Students have to get 55 percent correct on the math part of the test and 60 percent correct on the English-language arts part of the test to pass each of those portions.
I don't understand the argument that a diploma should be given for 12 or 13 years of seat time. Why should one be given if students cannot pass a test to these minimal standards?
4 comments:
Look it how ghetto those kids are. Honestly, schools need to make the CASHEE harder, because I heard it's one of the easiest tests you take. Too many people who don't deserve a high school diploma get one. Well, maybe not, because the stupid kids probably wouldn't pass the CASHEE in the first place, let alone pass with a 1.0 GPA. Screw the CASHEE, why does it even exist? Nobody has to study for it. Oh well, the school system is retarded anyways and there's nothing that can be done about it.
Georgia began testing highschool students this year with exit exams, and I'll admit, I don't know much about the cut scores for those. However, the standardized tests we give our elementary kids are a joke. Students only need to get 40% correct on a 60 question test to pass in reading.

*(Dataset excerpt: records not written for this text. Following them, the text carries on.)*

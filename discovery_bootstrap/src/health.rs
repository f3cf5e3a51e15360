//! Health-check and registration hooks supplied by the embedding application.

use std::fmt;
use std::sync::Arc;

/// Registration status reported for the local instance.
#[derive(Debug, Clone, Copy, PartialEq, Eq, Hash, Default)]
pub enum InstanceStatus {
    /// Ready to receive traffic.
    Up,
    /// Unhealthy; should not receive traffic.
    Down,
    /// Still initialising.
    Starting,
    /// Deliberately taken out of rotation.
    OutOfService,
    /// Status not determined.
    #[default]
    Unknown,
}

impl fmt::Display for InstanceStatus {
    fn fmt(&self, f: &mut fmt::Formatter<'_>) -> fmt::Result {
        f.write_str(match self {
            Self::Up => "UP",
            Self::Down => "DOWN",
            Self::Starting => "STARTING",
            Self::OutOfService => "OUT_OF_SERVICE",
            Self::Unknown => "UNKNOWN",
        })
    }
}

/// Legacy health check: a yes/no answer.
///
/// Prefer [`HealthCheckHandler`]; a callback is only consulted through
/// [`HealthCheckCallbackBridge`] when no handler is configured.
pub trait HealthCheckCallback: Send + Sync {
    /// Whether the instance is healthy.
    fn is_healthy(&self) -> bool;
}

/// Health check deriving the status to report from the current one.
pub trait HealthCheckHandler: Send + Sync {
    /// Status to report, given the `current` status.
    fn status(&self, current: InstanceStatus) -> InstanceStatus;
}

/// Hook invoked once before the client registers itself.
pub trait PreRegistrationHandler: Send + Sync {
    /// Runs before registration.
    fn before_registration(&self);
}

/// Adapts a [`HealthCheckCallback`] to the [`HealthCheckHandler`] contract.
///
/// `Starting` and `OutOfService` are reported unchanged. Otherwise the
/// callback decides between `Up` and `Down`. Without a callback the current
/// status passes through.
///
/// # Examples
///
/// ```
/// use std::sync::Arc;
/// use discovery_bootstrap::{
///     HealthCheckCallback, HealthCheckCallbackBridge, HealthCheckHandler, InstanceStatus,
/// };
///
/// struct Unhealthy;
/// impl HealthCheckCallback for Unhealthy {
///     fn is_healthy(&self) -> bool { false }
/// }
///
/// let bridge = HealthCheckCallbackBridge::new(Some(Arc::new(Unhealthy)));
/// assert_eq!(bridge.status(InstanceStatus::Up), InstanceStatus::Down);
/// assert_eq!(bridge.status(InstanceStatus::Starting), InstanceStatus::Starting);
/// ```
#[derive(Clone, Default)]
pub struct HealthCheckCallbackBridge {
    callback: Option<Arc<dyn HealthCheckCallback>>,
}

impl HealthCheckCallbackBridge {
    /// Wraps `callback`.
    #[must_use]
    pub const fn new(callback: Option<Arc<dyn HealthCheckCallback>>) -> Self {
        Self { callback }
    }
}

impl fmt::Debug for HealthCheckCallbackBridge {
    fn fmt(&self, f: &mut fmt::Formatter<'_>) -> fmt::Result {
        f.debug_struct("HealthCheckCallbackBridge")
            .field("has_callback", &self.callback.is_some())
            .finish()
    }
}

impl HealthCheckHandler for HealthCheckCallbackBridge {
    fn status(&self, current: InstanceStatus) -> InstanceStatus {
        match (&self.callback, current) {
            (None, _) | (_, InstanceStatus::Starting | InstanceStatus::OutOfService) => current,
            (Some(callback), _) if callback.is_healthy() => InstanceStatus::Up,
            (Some(_), _) => InstanceStatus::Down,
        }
    }
}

I love the exit exam, for the following reasons.
1) It professes to put a seal of quality on the high school diploma, yet tests at a level well below what one would be expected to show as a high school senior.
2) Its Draconian administration requirements force us to send 3/4 of our students home for the equivalent of one day of instruction so that we may proctor the test in small groups.
3) Because the state apparently assumes that teachers are no smarter than the students that they are testing, I get to watch have half an hour of my life sapped away as I watch a video teaching me how to administer the test. Among the helpful hints? Apparently, you shouldn't leave the test materials where students can get at them, nor should you tell them the answers.
My favorite complaints are those from the people who get all As and Bs, but can't pass the test. Possibly the only value that the exit exam has is to identify incompetent teachers. If you're an English or math teacher who has given an A or a B to a student who can't pass the high school exit exam, you absolutely have no standards.
Dan
Point #2 is a district decision, a bad implementation of the CAHSEE requirement. Can't put that one on the state.
As for your other points, there's some merit. Algebra I and 10th grade English--low standards, to be sure, but we've got to start somewhere. Maybe eventually they'll get tightened up. Putting *some* sort of standard seal on a diploma seems like a good idea to me, even if the standard is low. There's no standard now.